Compito del livello nazionale è
 la definizione per macro-obiettivi di un Piano Sanitario Nazionale pluriennale
 la programmazione dei Livelli Essenziali di Assistenza ridefiniti a partire dal ripensamento
organizzativo proposto e dagli obiettivi di realistica implementazione dei servizi sanitari in
relazione alle risorse disponibili (va posto fine all’irresponsabile malvezzo politico di definire
obiettivi da raggiungere senza prima definire le risorse da aggiungere o da reperire)
• la definizione del livello di finanziamento da devolvere a livello regionale coerente con i macro
obiettivi stabiliti, con i costi reali e non fittizi e con la stratificazione della popolazione per livelli
di bisogni.
 promozione di azioni di educazione generale alla salute definendone obiettivi di lungo periodo,
realistici e coerenti con le evidenze scientifiche e con le risorse disponibili, da promuovere e
personalizzare in relazione ai contesti e alle diverse fasi della vita, in collaborazione con le regioni
e gli enti del terzo settore, oltre che con specifici settori esperti in formazione anche usufruendo
delle tecnologie con un uso accorto anche dei social media.

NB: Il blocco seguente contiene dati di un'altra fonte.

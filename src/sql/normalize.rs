//! Collapses interpolated SQL into a single executable line.

use regex::Regex;
use std::sync::LazyLock;

static INLINE_COMMENT: LazyLock<Regex> =
    LazyLock::new(|| Regex::new(r"(--|#).*").expect("comment pattern is valid"));

static SPACE_RUN: LazyLock<Regex> =
    LazyLock::new(|| Regex::new(r" +").expect("space pattern is valid"));

/// Produces the single-line statement sent to the database.
///
/// Blank lines and full-line `--`/`#` comments are dropped, inline comments
/// are cut, and each remaining line is trimmed and single-spaced before the
/// lines are joined with one space. Normalizing twice gives the same result.
pub fn normalize(text: &str) -> String {
    text.lines()
        .filter(|line| !is_comment(line) && !is_blank(line))
        .map(|line| normalize_space(strip_inline_comment(line).trim()))
        .collect::<Vec<_>>()
        .join(" ")
}

/// Collapses runs of spaces into a single space. Tabs are left alone.
pub fn normalize_space(line: &str) -> String {
    SPACE_RUN.replace_all(line, " ").into_owned()
}

/// Cuts everything from the first `--` or `#` onwards.
///
/// Markers inside string literals are cut too; this is a text filter, not a
/// SQL lexer.
pub fn strip_inline_comment(line: &str) -> &str {
    match INLINE_COMMENT.find(line) {
        Some(m) => &line[..m.start()],
        None => line,
    }
}

/// Returns true when the line holds only whitespace.
pub fn is_blank(line: &str) -> bool {
    line.trim().is_empty()
}

/// Returns true when the trimmed line starts with a comment marker.
pub fn is_comment(line: &str) -> bool {
    let trimmed = line.trim();
    trimmed.starts_with("--") || trimmed.starts_with('#')
}
//! Connection password storage in the OS keyring.
//!
//! Passwords are only stored when the user asks for it (`--store-password`)
//! and are looked up on later runs for the same user, host and port.

use crate::config::ConnectionConfig;
use crate::error::{Result, TracerError};
use keyring::Entry;
use tracing::{debug, warn};

const SERVICE_NAME: &str = "sql-tracer";

/// Manages connection passwords in the OS keyring.
#[derive(Debug, Clone)]
pub struct SecretStorage {
    service: String,
}

impl Default for SecretStorage {
    fn default() -> Self {
        Self::new()
    }
}

impl SecretStorage {
    /// Creates a storage bound to the application's keyring service.
    pub fn new() -> Self {
        Self {
            service: SERVICE_NAME.to_string(),
        }
    }

    /// Stores a secret in the keyring.
    pub fn store(&self, key: &str, secret: &str) -> Result<()> {
        let entry = Entry::new(&self.service, key)
            .map_err(|e| TracerError::secret(format!("Failed to create keyring entry: {e}")))?;

        entry
            .set_password(secret)
            .map_err(|e| TracerError::secret(format!("Failed to store secret: {e}")))?;

        debug!("Stored secret for {key}");
        Ok(())
    }

    /// Retrieves a secret from the keyring.
    ///
    /// A missing entry or an unavailable keyring yields `None`; the
    /// connection then proceeds without a password.
    pub fn retrieve(&self, key: &str) -> Option<String> {
        let entry = match Entry::new(&self.service, key) {
            Ok(entry) => entry,
            Err(e) => {
                warn!("Failed to access keyring: {e}");
                return None;
            }
        };

        match entry.get_password() {
            Ok(secret) => Some(secret),
            Err(keyring::Error::NoEntry) => None,
            Err(e) => {
                warn!("Failed to retrieve secret from keyring: {e}");
                None
            }
        }
    }

    /// Generates the keyring key for a connection password.
    pub fn connection_password_key(config: &ConnectionConfig) -> String {
        format!(
            "mysql:{}@{}:{}",
            config.user.as_deref().unwrap_or(""),
            config.host.as_deref().unwrap_or("localhost"),
            config.port
        )
    }
}

/// Fills in `config.password` when it is not already set.
///
/// With `ask` the password is prompted for, and stored in the keyring when
/// `store` is set. Otherwise the keyring is consulted.
pub fn resolve_password(
    config: &mut ConnectionConfig,
    storage: &SecretStorage,
    ask: bool,
    store: bool,
) -> Result<()> {
    if config.password.is_some() && !ask {
        return Ok(());
    }

    let key = SecretStorage::connection_password_key(config);

    if ask {
        let prompt = format!(
            "Password for {}@{}: ",
            config.user.as_deref().unwrap_or(""),
            config.host.as_deref().unwrap_or("localhost")
        );
        let password = rpassword::prompt_password(prompt)
            .map_err(|e| TracerError::secret(format!("Failed to read password: {e}")))?;
        if store {
            storage.store(&key, &password)?;
        }
        config.password = Some(password);
    } else {
        config.password = storage.retrieve(&key);
    }

    Ok(())
}

#[cfg(test)]
mod tests {
    use super::*;

    #[test]
    fn test_connection_password_key() {
        let config = ConnectionConfig {
            host: Some("db.internal".to_string()),
            port: 3307,
            user: Some("reader".to_string()),
            ..Default::default()
        };
        assert_eq!(
            SecretStorage::connection_password_key(&config),
            "mysql:reader@db.internal:3307"
        );
    }

    #[test]
    fn test_connection_password_key_defaults() {
        let config = ConnectionConfig::default();
        assert_eq!(
            SecretStorage::connection_password_key(&config),
            "mysql:@localhost:3306"
        );
    }

    #[test]
    fn test_explicit_password_skips_keyring() {
        let mut config = ConnectionConfig {
            password: Some("given".to_string()),
            ..Default::default()
        };
        resolve_password(&mut config, &SecretStorage::new(), false, false).unwrap();
        assert_eq!(config.password, Some("given".to_string()));
    }
}
//! Error types for sql-tracer.
//!
//! Defines the main error enum used throughout the application.

use thiserror::Error;

/// Main error type for sql-tracer operations.
#[derive(Error, Debug)]
pub enum TracerError {
    /// Database connection errors (host unreachable, auth failed, etc.)
    #[error("Connection error: {0}")]
    Connection(String),

    /// Query execution errors reported outside the driver.
    #[error("Query error: {0}")]
    Query(String),

    /// Configuration errors (invalid config file, bad arguments, etc.)
    #[error("Configuration error: {0}")]
    Config(String),

    /// Keyring and password prompt errors.
    #[error("Secret storage error: {0}")]
    Secret(String),

    /// Internal application errors (unexpected states, bugs, etc.)
    #[error("Internal error: {0}")]
    Internal(String),

    /// Source file and report file I/O.
    #[error(transparent)]
    Io(#[from] std::io::Error),

    /// Errors raised by the database driver while executing a statement.
    #[error(transparent)]
    Database(#[from] sqlx::Error),

    /// Errors raised while writing the CSV export.
    #[error(transparent)]
    Csv(#[from] csv::Error),
}

impl TracerError {
    /// Creates a connection error with the given message.
    pub fn connection(msg: impl Into<String>) -> Self {
        Self::Connection(msg.into())
    }

    /// Creates a query error with the given message.
    pub fn query(msg: impl Into<String>) -> Self {
        Self::Query(msg.into())
    }

    /// Creates a configuration error with the given message.
    pub fn config(msg: impl Into<String>) -> Self {
        Self::Config(msg.into())
    }

    /// Creates a secret storage error with the given message.
    pub fn secret(msg: impl Into<String>) -> Self {
        Self::Secret(msg.into())
    }

    /// Creates an internal error with the given message.
    pub fn internal(msg: impl Into<String>) -> Self {
        Self::Internal(msg.into())
    }

    /// Returns the error category as a string for display purposes.
    pub fn category(&self) -> &'static str {
        match self {
            Self::Connection(_) => "Connection Error",
            Self::Query(_) | Self::Database(_) => "Query Error",
            Self::Config(_) => "Configuration Error",
            Self::Secret(_) => "Secret Storage Error",
            Self::Internal(_) => "Internal Error",
            Self::Io(_) => "I/O Error",
            Self::Csv(_) => "Export Error",
        }
    }
}

/// Result type alias using TracerError.
pub type Result<T> = std::result::Result<T, TracerError>;
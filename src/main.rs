//! sql-tracer - run SQL files against MySQL and keep a trace of each run.

use sql_tracer::cli::Cli;
use sql_tracer::config::{Config, ConnectionConfig};
use sql_tracer::db::{self, DatabaseClient};
use sql_tracer::error::{Result, TracerError};
use sql_tracer::logging;
use sql_tracer::query::Query;
use sql_tracer::secrets::{self, SecretStorage};
use std::path::Path;
use std::sync::Arc;
use tracing::{error, info};

#[tokio::main]
async fn main() {
    // A .env file may provide MYSQL_* connection defaults
    dotenvy::dotenv().ok();

    let cli = Cli::parse_args();
    let config = Config::load_from_file(&cli.config_path());

    // Log level: CLI flag, then config file, then RUST_LOG
    let log_level = cli.log_level.clone().or_else(|| {
        config
            .as_ref()
            .ok()
            .and_then(|config| config.log_level.clone())
    });
    logging::init_stderr_logging(log_level.as_deref());

    let result = match config {
        Ok(config) => run(&cli, &config).await,
        Err(e) => Err(e),
    };

    if let Err(e) = result {
        error!("{}: {}", e.category(), e);
        std::process::exit(1);
    }
}

async fn run(cli: &Cli, config: &Config) -> Result<()> {
    let mut connection = resolve_connection(cli, config)?;
    secrets::resolve_password(
        &mut connection,
        &SecretStorage::new(),
        cli.ask_password,
        cli.store_password,
    )?;

    info!("Connection: {}", connection.display_string());
    let client: Arc<dyn DatabaseClient> = Arc::from(db::connect(&connection).await?);

    let template_vars = cli.template_vars();
    let queries: Vec<Query> = cli
        .queries
        .iter()
        .map(|path| Query::new(path, template_vars.clone(), Arc::clone(&client)))
        .collect();

    let destination = cli.destination.as_deref().or(config.destination.as_deref());
    let outcome = run_queries(&queries, cli.display, destination).await;

    client.close().await?;
    outcome
}

/// Runs the queries one after the other, stopping at the first failure.
async fn run_queries(queries: &[Query], display: bool, destination: Option<&Path>) -> Result<()> {
    for query in queries {
        if display {
            query.display().await?;
        } else {
            let (report, _export) = query.export(destination).await?;
            info!("{} traced in {}", query.name(), report.display());
        }
    }
    Ok(())
}

/// Resolves the final connection configuration from CLI args, config file, and environment.
fn resolve_connection(cli: &Cli, config: &Config) -> Result<ConnectionConfig> {
    let cli_connection = cli.to_connection_config()?;

    // A connection string is complete on its own
    if cli.url.is_some() {
        if let Some(conn) = cli_connection {
            return Ok(conn);
        }
    }

    // Named connection, or the default one, from the config file
    let mut connection = match cli.connection_name() {
        Some(name) => config.get_connection(Some(name)).cloned().ok_or_else(|| {
            TracerError::config(format!("Connection '{name}' not found in config file"))
        })?,
        None => config.get_connection(None).cloned().unwrap_or_default(),
    };

    // Individual CLI flags override the file
    if let Some(overrides) = &cli_connection {
        connection.merge(overrides);
    }

    connection.apply_env_defaults();

    if connection.database.is_none() {
        return Err(TracerError::config(
            "No database configured. Use --url, --database or a [connections] entry.",
        ));
    }

    Ok(connection)
}
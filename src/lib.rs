//! sql-tracer - run SQL files against MySQL and keep a trace of each run.
//!
//! This library exposes the core modules for use by the binary and in
//! integration tests.

pub mod cli;
pub mod config;
pub mod db;
pub mod error;
pub mod logging;
pub mod query;
pub mod report;
pub mod secrets;
pub mod sql;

All’origine del percorso di riorganizzazione proposto, sta il nostro convincimento che la Salute oltre che un diritto è prima di tutto un “dono” (anche per chi non crede, la roulette genetico/biologica e gli “accidenti” del vivere prescindono quasi totalmente dalle scelte del singolo) e non è primariamente un bene commerciale: e come dono è da conservare con condotte e scelte di vita responsabili.

Anche la malattia, nonostante tutti i doverosi e continui sforzi tesi a sviluppare nuove forme di terapia e modalità di cura, di riduzione del dolore, della sofferenza, e a strutturare modalità di accompagnamento della disabilità rispettose anche delle scelte individuali, è una condizione del vivere, spesso ineliminabile, e che è parte del percorso esistenziale di ogni persona.

Senza una serena visione antropologica che definisca la cornice del nostro esistere, liberandolo da tanti falsi miti che lo rendono a volte insopportabile, ogni riforma, anche la più virtuosa e dotata di risorse è condannata al fallimento.

Un movimento politico nuovo che non sta “tra i Poli”, ma che si propone di aprire nuove vie per dare cittadinanza in tutti i campi del vivere alla multiforme bellezza delle tante diversità che abitano le nostre città e i nostri territori, deve avere il coraggio di fondare le proprie proposte concrete di riforma dentro una cornice coerente con la propria antropologia di riferimento: il nostro riferimento è il Personalismo di ispirazione cristiana che mettendo al centro l’uomo e la sua libertà davanti ad ogni altro interesse, può essere una piccola luce di umana e cristiana speranza in questo inizio secolo buio e tempestoso, affascinato solo da sogni di potere onnipotente e conseguentemente privo di pietà e umana compassione.